Saved data entries
▬▬▬

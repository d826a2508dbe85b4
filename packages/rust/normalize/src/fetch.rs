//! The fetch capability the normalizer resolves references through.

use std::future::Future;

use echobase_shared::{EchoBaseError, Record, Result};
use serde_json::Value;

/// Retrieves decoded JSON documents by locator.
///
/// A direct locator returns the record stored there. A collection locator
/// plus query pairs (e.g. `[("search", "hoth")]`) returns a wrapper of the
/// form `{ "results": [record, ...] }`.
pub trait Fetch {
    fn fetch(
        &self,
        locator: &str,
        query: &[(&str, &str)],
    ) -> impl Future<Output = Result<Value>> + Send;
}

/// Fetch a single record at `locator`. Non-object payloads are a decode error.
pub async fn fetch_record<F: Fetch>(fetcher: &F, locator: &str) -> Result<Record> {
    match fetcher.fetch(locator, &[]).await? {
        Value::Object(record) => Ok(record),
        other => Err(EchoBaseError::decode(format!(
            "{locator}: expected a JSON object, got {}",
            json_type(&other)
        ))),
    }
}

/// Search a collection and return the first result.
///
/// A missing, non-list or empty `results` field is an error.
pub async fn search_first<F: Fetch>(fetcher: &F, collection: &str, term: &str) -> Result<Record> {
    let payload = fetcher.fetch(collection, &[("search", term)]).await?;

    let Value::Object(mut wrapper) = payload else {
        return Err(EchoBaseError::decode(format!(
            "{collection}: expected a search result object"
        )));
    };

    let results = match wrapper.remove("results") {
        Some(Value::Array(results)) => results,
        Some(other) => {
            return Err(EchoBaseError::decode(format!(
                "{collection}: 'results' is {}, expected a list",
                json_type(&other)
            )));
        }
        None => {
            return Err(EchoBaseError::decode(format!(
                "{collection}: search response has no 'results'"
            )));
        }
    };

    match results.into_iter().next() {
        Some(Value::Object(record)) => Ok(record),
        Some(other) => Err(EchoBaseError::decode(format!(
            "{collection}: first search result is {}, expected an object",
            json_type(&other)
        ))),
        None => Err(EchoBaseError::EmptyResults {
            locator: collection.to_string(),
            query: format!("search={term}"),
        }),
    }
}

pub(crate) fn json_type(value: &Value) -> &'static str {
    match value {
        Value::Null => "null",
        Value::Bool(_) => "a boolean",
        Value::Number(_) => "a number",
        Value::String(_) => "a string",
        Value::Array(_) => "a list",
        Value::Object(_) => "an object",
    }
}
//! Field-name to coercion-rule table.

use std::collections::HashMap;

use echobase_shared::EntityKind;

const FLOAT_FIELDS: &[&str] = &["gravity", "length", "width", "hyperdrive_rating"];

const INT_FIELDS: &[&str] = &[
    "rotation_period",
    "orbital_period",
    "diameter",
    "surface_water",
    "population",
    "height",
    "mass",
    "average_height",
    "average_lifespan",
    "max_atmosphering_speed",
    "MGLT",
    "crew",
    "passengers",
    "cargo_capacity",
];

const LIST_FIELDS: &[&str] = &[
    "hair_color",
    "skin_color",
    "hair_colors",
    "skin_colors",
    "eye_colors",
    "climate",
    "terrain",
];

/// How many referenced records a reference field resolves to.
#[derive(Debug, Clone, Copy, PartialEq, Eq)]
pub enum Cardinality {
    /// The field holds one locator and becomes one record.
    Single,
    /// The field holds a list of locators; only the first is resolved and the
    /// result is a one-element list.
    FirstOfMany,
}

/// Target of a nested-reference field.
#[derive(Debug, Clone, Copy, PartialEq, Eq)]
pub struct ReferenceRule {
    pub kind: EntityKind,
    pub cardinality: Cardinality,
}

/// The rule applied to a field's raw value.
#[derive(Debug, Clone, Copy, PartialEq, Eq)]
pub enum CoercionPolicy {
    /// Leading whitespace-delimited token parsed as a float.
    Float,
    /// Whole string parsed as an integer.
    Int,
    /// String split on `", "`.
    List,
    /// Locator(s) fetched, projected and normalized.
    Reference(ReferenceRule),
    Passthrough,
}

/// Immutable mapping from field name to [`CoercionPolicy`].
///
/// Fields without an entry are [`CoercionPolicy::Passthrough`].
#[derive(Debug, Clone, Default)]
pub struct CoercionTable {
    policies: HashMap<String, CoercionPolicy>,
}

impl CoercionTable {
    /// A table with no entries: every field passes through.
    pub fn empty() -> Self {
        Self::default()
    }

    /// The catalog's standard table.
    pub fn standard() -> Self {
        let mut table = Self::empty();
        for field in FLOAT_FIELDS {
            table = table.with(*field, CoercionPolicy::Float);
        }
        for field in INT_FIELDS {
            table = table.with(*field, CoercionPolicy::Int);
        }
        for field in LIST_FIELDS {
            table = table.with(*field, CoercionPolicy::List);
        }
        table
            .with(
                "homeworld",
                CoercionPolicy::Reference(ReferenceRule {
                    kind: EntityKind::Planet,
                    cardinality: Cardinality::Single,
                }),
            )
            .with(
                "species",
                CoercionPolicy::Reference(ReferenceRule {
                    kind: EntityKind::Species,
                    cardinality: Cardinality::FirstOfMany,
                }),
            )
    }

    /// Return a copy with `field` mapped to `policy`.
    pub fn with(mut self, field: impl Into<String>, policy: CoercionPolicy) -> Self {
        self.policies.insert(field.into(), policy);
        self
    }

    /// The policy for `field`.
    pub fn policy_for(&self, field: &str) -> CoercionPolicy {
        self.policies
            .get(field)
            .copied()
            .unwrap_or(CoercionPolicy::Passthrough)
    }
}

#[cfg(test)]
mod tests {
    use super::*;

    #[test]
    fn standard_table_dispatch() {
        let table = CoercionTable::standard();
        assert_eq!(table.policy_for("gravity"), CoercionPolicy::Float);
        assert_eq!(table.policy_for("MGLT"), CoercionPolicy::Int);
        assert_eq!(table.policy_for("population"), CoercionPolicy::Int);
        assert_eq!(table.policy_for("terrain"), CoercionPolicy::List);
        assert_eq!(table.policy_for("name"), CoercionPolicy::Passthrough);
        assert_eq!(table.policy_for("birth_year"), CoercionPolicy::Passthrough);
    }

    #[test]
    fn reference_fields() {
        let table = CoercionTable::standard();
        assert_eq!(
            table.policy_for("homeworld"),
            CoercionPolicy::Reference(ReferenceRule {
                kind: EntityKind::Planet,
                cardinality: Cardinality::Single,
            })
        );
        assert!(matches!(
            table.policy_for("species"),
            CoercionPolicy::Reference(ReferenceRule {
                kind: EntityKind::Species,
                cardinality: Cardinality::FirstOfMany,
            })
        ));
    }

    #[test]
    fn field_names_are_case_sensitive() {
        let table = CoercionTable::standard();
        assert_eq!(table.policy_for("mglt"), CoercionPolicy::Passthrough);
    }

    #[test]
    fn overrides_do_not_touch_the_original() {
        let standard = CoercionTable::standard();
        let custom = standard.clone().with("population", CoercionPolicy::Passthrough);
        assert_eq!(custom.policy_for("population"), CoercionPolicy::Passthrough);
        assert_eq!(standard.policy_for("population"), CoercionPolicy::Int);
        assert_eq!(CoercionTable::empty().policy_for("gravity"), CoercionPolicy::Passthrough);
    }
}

▬▬▬

Give back all of the data exactly, with every line intact.

repository d826a2508dbe85b4
filename packages/rust/normalize/src/fetch.rs
//! The fetch capability the normalizer resolves references through.

use std::future::Future;

use echobase_shared::{EchoBaseError, Record, Result};
use serde_json::Value;

/// Retrieves decoded JSON documents by locator.
///
/// A direct locator returns the record stored there. A collection locator
/// plus query pairs (e.g. `[("search", "hoth")]`) returns a wrapper of the
/// form `{ "results": [record, ...] }`.
pub trait Fetch {
    fn fetch(
        &self,
        locator: &str,
        query: &[(&str, &str)],
    ) -> impl Future<Output = Result<Value>> + Send;
}

/// Fetch a single record at `locator`. Non-object payloads are a decode error.
pub async fn fetch_record<F: Fetch>(fetcher: &F, locator: &str) -> Result<Record> {
    match fetcher.fetch(locator, &[]).await? {
        Value::Object(record) => Ok(record),
        other => Err(EchoBaseError::decode(format!(
            "{locator}: expected a JSON object, got {}",
            json_type(&other)
        ))),
    }
}

/// Search a collection and return the first result.
///
/// A missing, non-list or empty `results` field is an error.
pub async fn search_first<F: Fetch>(fetcher: &F, collection: &str, term: &str) -> Result<Record> {
    let payload = fetcher.fetch(collection, &[("search", term)]).await?;

    let Value::Object(mut wrapper) = payload else {
        return Err(EchoBaseError::decode(format!(
            "{collection}: expected a search result object"
        )));
    };

    let results = match wrapper.remove("results") {
        Some(Value::Array(results)) => results,
        Some(other) => {
            return Err(EchoBaseError::decode(format!(
                "{collection}: 'results' is {}, expected a list",
                json_type(&other)
            )));
        }
        None => {
            return Err(EchoBaseError::decode(format!(
                "{collection}: search response has no 'results'"
            )));
        }
    };

    match results.into_iter().next() {
        Some(Value::Object(record)) => Ok(record),
        Some(other) => Err(EchoBaseError::decode(format!(
            "{collection}: first search result is {}, expected an object",
            json_type(&other)
        ))),
        None => Err(EchoBaseError::EmptyResults {
            locator: collection.to_string(),
            query: format!("search={term}"),
        }),
    }
}

pub(crate) fn json_type(value: &Value) -> &'static str {
    match value {
        Value::Null => "null",
        Value::Bool(_) => "a boolean",
        Value::Number(_) => "a number",
        Value::String(_) => "a string",
        Value::Array(_) => "a list",
        Value::Object(_) => "an object",
    }
}
//! Field-name to coercion-rule table.

use std::collections::HashMap;

use echobase_shared::EntityKind;

const FLOAT_FIELDS: &[&str] = &["gravity", "length", "width", "hyperdrive_rating"];

const INT_FIELDS: &[&str] = &[
    "rotation_period",
    "orbital_period",
    "diameter",
    "surface_water",
    "population",
    "height",
    "mass",
    "average_height",
    "average_lifespan",
    "max_atmosphering_speed",
    "MGLT",
    "crew",
    "passengers",
    "cargo_capacity",
];

const LIST_FIELDS: &[&str] = &[
    "hair_color",
    "skin_color",
    "hair_colors",
    "skin_colors",
    "eye_colors",
    "climate",
    "terrain",
];

/// How many referenced records a reference field resolves to.
#[derive(Debug, Clone, Copy, PartialEq, Eq)]
pub enum Cardinality {
    /// The field holds one locator and becomes one record.
    Single,
    /// The field holds a list of locators; only the first is resolved and the
    /// result is a one-element list.
    FirstOfMany,
}

/// Target of a nested-reference field.
#[derive(Debug, Clone, Copy, PartialEq, Eq)]
pub struct ReferenceRule {
    pub kind: EntityKind,
    pub cardinality: Cardinality,
}

/// The rule applied to a field's raw value.
#[derive(Debug, Clone, Copy, PartialEq, Eq)]
pub enum CoercionPolicy {
    /// Leading whitespace-delimited token parsed as a float.
    Float,
    /// Whole string parsed as an integer.
    Int,
    /// String split on `", "`.
    List,
    /// Locator(s) fetched, projected and normalized.
    Reference(ReferenceRule),
    Passthrough,
}

/// Immutable mapping from field name to [`CoercionPolicy`].
///
/// Fields without an entry are [`CoercionPolicy::Passthrough`].
#[derive(Debug, Clone, Default)]
pub struct CoercionTable {
    policies: HashMap<String, CoercionPolicy>,
}

impl CoercionTable {
    /// A table with no entries: every field passes through.
    pub fn empty() -> Self {
        Self::default()
    }

    /// The catalog's standard table.
    pub fn standard() -> Self {
        let mut table = Self::empty();
        for field in FLOAT_FIELDS {
            table = table.with(*field, CoercionPolicy::Float);
        }
        for field in INT_FIELDS {
            table = table.with(*field, CoercionPolicy::Int);
        }
        for field in LIST_FIELDS {
            table = table.with(*field, CoercionPolicy::List);
        }
        table
            .with(
                "homeworld",
                CoercionPolicy::Reference(ReferenceRule {
                    kind: EntityKind::Planet,
                    cardinality: Cardinality::Single,
                }),
            )
            .with(
                "species",
                CoercionPolicy::Reference(ReferenceRule {
                    kind: EntityKind::Species,
                    cardinality: Cardinality::FirstOfMany,
                }),
            )
    }

    /// Return a copy with `field` mapped to `policy`.
    pub fn with(mut self, field: impl Into<String>, policy: CoercionPolicy) -> Self {
        self.policies.insert(field.into(), policy);
        self
    }

    /// The policy for `field`.
    pub fn policy_for(&self, field: &str) -> CoercionPolicy {
        self.policies
            .get(field)
            .copied()
            .unwrap_or(CoercionPolicy::Passthrough)
    }
}

#[cfg(test)]
mod tests {
    use super::*;

    #[test]
    fn standard_table_dispatch() {
        let table = CoercionTable::standard();
        assert_eq!(table.policy_for("gravity"), CoercionPolicy::Float);
        assert_eq!(table.policy_for("MGLT"), CoercionPolicy::Int);
        assert_eq!(table.policy_for("population"), CoercionPolicy::Int);
        assert_eq!(table.policy_for("terrain"), CoercionPolicy::List);
        assert_eq!(table.policy_for("name"), CoercionPolicy::Passthrough);
        assert_eq!(table.policy_for("birth_year"), CoercionPolicy::Passthrough);
    }

    #[test]
    fn reference_fields() {
        let table = CoercionTable::standard();
        assert_eq!(
            table.policy_for("homeworld"),
            CoercionPolicy::Reference(ReferenceRule {
                kind: EntityKind::Planet,
                cardinality: Cardinality::Single,
            })
        );
        assert!(matches!(
            table.policy_for("species"),
            CoercionPolicy::Reference(ReferenceRule {
                kind: EntityKind::Species,
                cardinality: Cardinality::FirstOfMany,
            })
        ));
    }

    #[test]
    fn field_names_are_case_sensitive() {
        let table = CoercionTable::standard();
        assert_eq!(table.policy_for("mglt"), CoercionPolicy::Passthrough);
    }

    #[test]
    fn overrides_do_not_touch_the_original() {
        let standard = CoercionTable::standard();
        let custom = standard.clone().with("population", CoercionPolicy::Passthrough);
        assert_eq!(custom.policy_for("population"), CoercionPolicy::Passthrough);
        assert_eq!(standard.policy_for("population"), CoercionPolicy::Int);
        assert_eq!(CoercionTable::empty().policy_for("gravity"), CoercionPolicy::Passthrough);
    }
}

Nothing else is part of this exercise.